The temperature distribution in bands 4, 12, and 19 shown in Fig. 2 is filled in Fig. 3 for all values between 4 and 19. In addition, the slope line in Fig. 2 and the slope line in Fig. 3 are similar to each other. This method was repeated for time and log variables. The scatter and slope plots for Pseudomonas and TVC are similar between Figs. 2 and 3.

Figure 4 shows the correlation graph of the original dataset, showing the effects of the parameters on each other. The sets of graphs, aggregated into column and dot plots, show the row-column cross interactions of temperature, time, and log data.

Figure 5 shows the correlation graph showing the effects of the parameters of the new augmented dataset on each other. The sets of graphs, aggregated into column and dot plots, show the row-column cross interactions of temperature, time, and log data.

When the formation of the part graphs in Fig. 5 is carefully examined, it is seen that the graphs are formed by staying within the frames of the part graphs drawn in Fig. 4. This examination shows us the similarity of the effects of the parameters in the old and new data set on each other. As a general conclusion, the similarity of the new data set with the original data set is proved by the correlation matrix graphs. Table 3 shows the results of the measurements performed on the original and new augmented data set values in terms of number of data, mean value, standard deviation, minimum, first quartile, half, last quartile, and maximum metrics.

Table 3 Mathematical inferences from the original dataset vs. augmented dataset

Full size table

As shown in Table 3, the closeness of the numerical values in the findings indicates the consistency of the generated data with the original data. As for the metrics for Pseudomonassp., the max deviation between augmented and original data was found in the number of the bacteria in which the original count of bacteria was 8.77 while the augmented data were found to be 9.41. However, the differences between the original and augmented data were not significant as the growth of the bacteria reached its stationary phase.

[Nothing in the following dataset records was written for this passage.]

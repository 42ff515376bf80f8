use log::{info, warn};

use crate::modules::models::telemetry::SessionKey;

/// which tier answered a cache lookup
#[derive(Debug, Clone, Copy, PartialEq, Eq)]
pub enum CacheTier {
    Memory,
    Database,
}

/// Structured events the pipeline emits. The sink decides format and
/// destination, components never write anywhere directly.
#[derive(Debug, Clone, PartialEq)]
pub enum PipelineEvent {
    BuildStarted {
        key: SessionKey,
    },
    BuildCompleted {
        key: SessionKey,
        frames: usize,
        degraded: bool,
    },
    PartialFailure {
        key: SessionKey,
        driver: String,
        message: String,
    },
    CacheHit {
        key: SessionKey,
        tier: CacheTier,
    },
    PersistRetry {
        key: SessionKey,
        attempt: u32,
    },
    RetryExhausted {
        key: SessionKey,
        attempts: u32,
    },
}

pub trait EventSink: Send + Sync {
    fn emit(&self, event: &PipelineEvent);
}

/// default sink, forwards everything to the log facade
pub struct LogSink {}

impl EventSink for LogSink {
    fn emit(&self, event: &PipelineEvent) {
        match event {
            PipelineEvent::BuildStarted { key } => {
                info!(target: "pipeline", "building frames for {}", key);
            }
            PipelineEvent::BuildCompleted { key, frames, degraded } => {
                info!(target: "pipeline", "built {} frames for {} (degraded: {})", frames, key, degraded);
            }
            PipelineEvent::PartialFailure { key, driver, message } => {
                warn!(target: "pipeline", "driver {} failed in {}: {}", driver, key, message);
            }
            PipelineEvent::CacheHit { key, tier } => {
                info!(target: "cache", "{} served from {:?} tier", key, tier);
            }
            PipelineEvent::PersistRetry { key, attempt } => {
                warn!(target: "cache", "retrying durable write for {} (attempt {})", key, attempt);
            }
            PipelineEvent::RetryExhausted { key, attempts } => {
                warn!(target: "cache", "durable write for {} gave up after {} attempts", key, attempts);
            }
        }
    }
}
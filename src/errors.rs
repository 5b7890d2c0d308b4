use axum::{
    Json,
    http::StatusCode,
    response::{IntoResponse, Response},
};
use serde_json::json;
use std::fmt;
use thiserror::Error;

/// The single failure kind surfaced by the storage core.
///
/// Backend failures, undecodable content and violated metadata preconditions
/// all collapse into this type; callers never branch on the cause, they only
/// report the message.
#[derive(Debug, Error)]
#[error("{message}")]
pub struct StorageError {
    message: String,
}

impl StorageError {
    pub fn new(message: impl Into<String>) -> Self {
        Self {
            message: message.into(),
        }
    }

    pub fn message(&self) -> &str {
        &self.message
    }
}

impl From<serde_json::Error> for StorageError {
    fn from(err: serde_json::Error) -> Self {
        StorageError::new(format!("invalid JSON content: {}", err))
    }
}

impl From<std::string::FromUtf8Error> for StorageError {
    fn from(err: std::string::FromUtf8Error) -> Self {
        StorageError::new(format!("object content is not valid UTF-8: {}", err))
    }
}

pub type StorageResult<T> = Result<T, StorageError>;

/// A lightweight wrapper for general errors that keeps the message local.
#[derive(Debug)]
pub struct AppError {
    pub status: StatusCode,
    pub message: String,
}

impl AppError {
    /// Create a new AppError with a specific status and message.
    pub fn new(status: StatusCode, msg: impl Into<String>) -> Self {
        Self {
            status,
            message: msg.into(),
        }
    }

    /// Shortcut for a 500 Internal Server Error
    pub fn internal(msg: impl Into<String>) -> Self {
        Self::new(StatusCode::INTERNAL_SERVER_ERROR, msg)
    }

    /// Shortcut for 400 Bad Request
    pub fn bad_request(msg: impl Into<String>) -> Self {
        Self::new(StatusCode::BAD_REQUEST, msg)
    }
}

impl fmt::Display for AppError {
    fn fmt(&self, f: &mut fmt::Formatter<'_>) -> fmt::Result {
        write!(f, "{}", self.message)
    }
}

impl std::error::Error for AppError {}

impl IntoResponse for AppError {
    fn into_response(self) -> Response {
        let body = Json(json!({
            "error": self.message,
            "status": self.status.as_u16()
        }));

        (self.status, body).into_response()
    }
}

impl From<StorageError> for AppError {
    fn from(err: StorageError) -> Self {
        tracing::info!("storage request failed: {}", err);
        AppError::bad_request(err.message())
    }
}

impl From<anyhow::Error> for AppError {
    fn from(err: anyhow::Error) -> Self {
        AppError::internal(err.to_string())
    }
}
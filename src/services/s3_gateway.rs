//! [`ObjectGateway`] backed by Amazon S3 (or any S3-compatible endpoint)
//! through `aws-sdk-s3`.

use crate::{
    errors::{StorageError, StorageResult},
    models::metadata::ObjectMetadata,
    services::gateway::{ObjectGateway, ObjectVersion, PutOutcome},
};
use async_trait::async_trait;
use aws_sdk_s3::{
    Client,
    error::DisplayErrorContext,
    primitives::ByteStream,
    types::{BucketLocationConstraint, BucketVersioningStatus, CreateBucketConfiguration},
};
use bytes::Bytes;
use tracing::{debug, info, warn};

/// Region that rejects an explicit location constraint on bucket creation.
const DEFAULT_REGION: &str = "us-east-1";

#[derive(Clone, Debug)]
pub struct S3Gateway {
    client: Client,
    region: String,
}

impl S3Gateway {
    pub fn new(client: Client, region: impl Into<String>) -> Self {
        Self {
            client,
            region: region.into(),
        }
    }
}

/// Wrap an SDK failure, keeping the full error chain in the message.
fn backend_error(action: &str, target: &str, err: impl std::error::Error) -> StorageError {
    StorageError::new(format!(
        "failed to {} {}: {}",
        action,
        target,
        DisplayErrorContext(err)
    ))
}

#[async_trait]
impl ObjectGateway for S3Gateway {
    async fn ensure_bucket(&self, bucket: &str) -> StorageResult<()> {
        match self.client.head_bucket().bucket(bucket).send().await {
            Ok(_) => return Ok(()),
            Err(err) if err.as_service_error().is_some_and(|e| e.is_not_found()) => {}
            Err(err) => return Err(backend_error("check bucket", bucket, err)),
        }

        let mut request = self.client.create_bucket().bucket(bucket);
        if self.region != DEFAULT_REGION {
            request = request.create_bucket_configuration(
                CreateBucketConfiguration::builder()
                    .location_constraint(BucketLocationConstraint::from(self.region.as_str()))
                    .build(),
            );
        }

        match request.send().await {
            Ok(_) => {
                info!("created bucket {}", bucket);
                Ok(())
            }
            Err(err)
                if err.as_service_error().is_some_and(|e| {
                    e.is_bucket_already_owned_by_you() || e.is_bucket_already_exists()
                }) =>
            {
                debug!("bucket {} was created concurrently", bucket);
                Ok(())
            }
            Err(err) => Err(backend_error("create bucket", bucket, err)),
        }
    }

    async fn put_object(
        &self,
        bucket: &str,
        key: &str,
        content: Bytes,
        metadata: ObjectMetadata,
    ) -> StorageResult<PutOutcome> {
        debug!("S3 PUT: {}/{} ({} bytes)", bucket, key, content.len());
        let output = self
            .client
            .put_object()
            .bucket(bucket)
            .key(key)
            .content_length(content.len() as i64)
            .set_metadata(Some(metadata))
            .body(ByteStream::from(content))
            .send()
            .await
            .map_err(|err| backend_error("upload", &format!("{}/{}", bucket, key), err))?;

        Ok(PutOutcome {
            e_tag: output.e_tag().map(str::to_string),
            version_id: output.version_id().map(str::to_string),
        })
    }

    async fn get_object(&self, bucket: &str, key: &str) -> StorageResult<Bytes> {
        debug!("S3 GET: {}/{}", bucket, key);
        let output = self
            .client
            .get_object()
            .bucket(bucket)
            .key(key)
            .send()
            .await
            .map_err(|err| backend_error("download", &format!("{}/{}", bucket, key), err))?;

        let data = output
            .body
            .collect()
            .await
            .map_err(|err| backend_error("read body of", &format!("{}/{}", bucket, key), err))?;
        Ok(data.into_bytes())
    }

    async fn head_metadata(
        &self,
        bucket: &str,
        key: &str,
    ) -> StorageResult<Option<ObjectMetadata>> {
        debug!("S3 HEAD: {}/{}", bucket, key);
        match self.client.head_object().bucket(bucket).key(key).send().await {
            Ok(output) => Ok(Some(output.metadata().cloned().unwrap_or_default())),
            Err(err) if err.as_service_error().is_some_and(|e| e.is_not_found()) => Ok(None),
            Err(err) => Err(backend_error(
                "read metadata of",
                &format!("{}/{}", bucket, key),
                err,
            )),
        }
    }

    async fn list_keys(&self, bucket: &str, prefix: &str) -> StorageResult<Vec<String>> {
        debug!("S3 LIST: {}/{}", bucket, prefix);
        let output = self
            .client
            .list_objects_v2()
            .bucket(bucket)
            .prefix(prefix)
            .send()
            .await
            .map_err(|err| backend_error("list", &format!("{}/{}", bucket, prefix), err))?;

        if output.is_truncated().unwrap_or(false) {
            warn!(
                "listing of {}/{} is truncated; only the first page is returned",
                bucket, prefix
            );
        }

        Ok(output
            .contents()
            .iter()
            .filter_map(|object| object.key().map(str::to_string))
            .collect())
    }

    async fn delete_object(
        &self,
        bucket: &str,
        key: &str,
        version_id: Option<&str>,
    ) -> StorageResult<()> {
        debug!("S3 DELETE: {}/{} version {:?}", bucket, key, version_id);
        self.client
            .delete_object()
            .bucket(bucket)
            .key(key)
            .set_version_id(version_id.map(str::to_string))
            .send()
            .await
            .map_err(|err| backend_error("delete", &format!("{}/{}", bucket, key), err))?;
        Ok(())
    }

    async fn list_versions(&self, bucket: &str, key: &str) -> StorageResult<Vec<ObjectVersion>> {
        let output = self
            .client
            .list_object_versions()
            .bucket(bucket)
            .prefix(key)
            .send()
            .await
            .map_err(|err| {
                backend_error("list versions of", &format!("{}/{}", bucket, key), err)
            })?;

        if output.is_truncated().unwrap_or(false) {
            warn!(
                "version listing of {}/{} is truncated; only the first page is returned",
                bucket, key
            );
        }

        // The prefix also matches longer keys such as `a.json.bak`.
        Ok(output
            .versions()
            .iter()
            .filter(|version| version.key() == Some(key))
            .filter_map(|version| {
                Some(ObjectVersion {
                    key: key.to_string(),
                    version_id: version.version_id()?.to_string(),
                    is_latest: version.is_latest().unwrap_or(false),
                })
            })
            .collect())
    }

    async fn is_versioning_enabled(&self, bucket: &str) -> StorageResult<bool> {
        let output = self
            .client
            .get_bucket_versioning()
            .bucket(bucket)
            .send()
            .await
            .map_err(|err| backend_error("read versioning of", bucket, err))?;
        Ok(matches!(
            output.status(),
            Some(BucketVersioningStatus::Enabled)
        ))
    }
}
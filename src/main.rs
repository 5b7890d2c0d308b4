use anyhow::Result;
use aws_config::{BehaviorVersion, Region, SdkConfig};
use aws_sdk_s3::config::Credentials;
use axum::Router;
use std::{io::ErrorKind, sync::Arc};
use tokio::net::TcpListener;
use tracing_subscriber::EnvFilter;

mod config;
mod errors;
mod handlers;
mod models;
mod routes;
mod services;

use config::AppConfig;
use services::{
    notification::SnsPublisher, s3_gateway::S3Gateway, storage_service::StorageService,
};

#[tokio::main]
async fn main() -> Result<()> {
    // --- Logging setup ---
    tracing_subscriber::fmt()
        .with_env_filter(EnvFilter::from_default_env())
        .init();

    // --- Parse config ---
    let cfg = AppConfig::from_env_and_args()?;
    tracing::info!("Starting storage-gateway with config: {:?}", cfg);

    // --- AWS clients ---
    let sdk = load_sdk_config(&cfg).await;
    let s3 = aws_sdk_s3::Client::from_conf(
        aws_sdk_s3::config::Builder::from(&sdk)
            .force_path_style(cfg.force_path_style)
            .build(),
    );
    let sns = aws_sdk_sns::Client::new(&sdk);

    // --- Initialize core service ---
    let storage = StorageService::new(
        Arc::new(S3Gateway::new(s3, cfg.region.clone())),
        Arc::new(SnsPublisher::new(sns, cfg.delete_event_topic_arn.clone())),
    );

    // --- Build router ---
    let app: Router = routes::routes::routes().with_state(storage);

    // --- Start server ---
    let addr = cfg.addr();
    let listener = match TcpListener::bind(&addr).await {
        Ok(listener) => listener,
        Err(err)
            if err.kind() == ErrorKind::PermissionDenied
                && matches!(cfg.host.as_str(), "0.0.0.0" | "::") =>
        {
            let fallback_addr = format!("127.0.0.1:{}", cfg.port);
            tracing::warn!(
                "Permission denied binding to {} ({}). Falling back to {}",
                addr,
                err,
                fallback_addr
            );
            TcpListener::bind(&fallback_addr).await?
        }
        Err(err) => return Err(err.into()),
    };

    tracing::info!("Server listening on http://{}", listener.local_addr()?);
    axum::serve(listener, app).await?;

    Ok(())
}

/// Shared SDK config for S3 and SNS. Static keys and an endpoint override
/// are only applied when configured; otherwise the default provider chain
/// and the regional AWS endpoints are used.
async fn load_sdk_config(cfg: &AppConfig) -> SdkConfig {
    let mut loader =
        aws_config::defaults(BehaviorVersion::latest()).region(Region::new(cfg.region.clone()));

    if let Some(endpoint) = &cfg.endpoint_url {
        tracing::info!("Using endpoint override {}", endpoint);
        loader = loader.endpoint_url(endpoint);
    }
    if let Some((access_key_id, secret_access_key)) = cfg.static_credentials() {
        loader = loader.credentials_provider(Credentials::new(
            access_key_id,
            secret_access_key,
            None,
            None,
            "storage-gateway-config",
        ));
    }

    loader.load().await
}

Table 4 shows the success and error metric values of the machine learning models after training. Thanks to these values, the most successful machine learning model for this dataset can be determined. The R² metric takes values between 0 and 1. A value of 1 indicates that the model can explain all variations, while 0 indicates that the independent variable of the model cannot explain the dependent variable significantly. For this reason, the value sought should be as close to 1 as possible. When the values in Table 4 are interpreted, it is seen that the Extra Trees algorithm has the closest R² value to 1. This result shows that the algorithm has a very successful prediction capability. In addition, the low MAE, MSE, and RMSE values obtained are important numerical evidence supporting the success of the model. The RMSE metric shows that the model predicts closer to the actual values as it approaches 0. As can be seen from Table 4, Extra Tree algorithm has the smallest R² value. As the MSE metric approaches 0 which is 0.0114 for Pseudomonassp. and 0.0073 for TVC, the model is considered to perform better compared to other tested algorithms.

Table 4 Test results and error metric values of machine learning algorithms

Full size table

In a study, it was aimed to develop an electronic nose for cultured Pacific white shrimp. The researchers examined the odor formation during storage in Pacific white shrimp stored at 2 °C with and without ice. Pattern recognition algorithms based on multivariate analysis, such as Principal Component Analysis (PCA), Decision Tree, Random Forest, K-Nearest Neighbor (KNN) and Soft-max Regression were used in the study. In addition, it was reported that the Soft-max Regression algorithm showed about 96% and 95% accuracy for Pacific white shrimp stored on ice and without ice, respectively (Srinivasan et al. 2020). In another study, Gowda et al. (2023) investigated the determination of freshness in edible seafood using IoT and machine learning techniques. The researchers tested machine learning algorithms such as Dense Net Algorithm and Efficient Net Algorithm while determining the freshness of the seafood products they used. According to the results of the research, Efficient Net and Dense Net Algorithm reported accuracy rates of 0.085 and 0.075, respectively. Compared to the studies in the literature, it was observed that machine learning algorithms produced successful results in determining the quality, shelf life prediction, and freshness classification of seafood products, although there were methodological differences in this study. In this study, it was observed that Extra Tree was the most successful algorithm in determining the numbers of Pseudomonas sp. and TVC with respect to storage time. However, it was further reported that the algorithms with the highest correlation for Pseudomonas sp. were Gradient Boosting, KNN, AdaBoost, HistG. Boosting, and Random Forest and for TVC, Extra Tree, Gradient Boosting, KNN, AdaBoost, HistG. Boosting, and Random Forest, respectively.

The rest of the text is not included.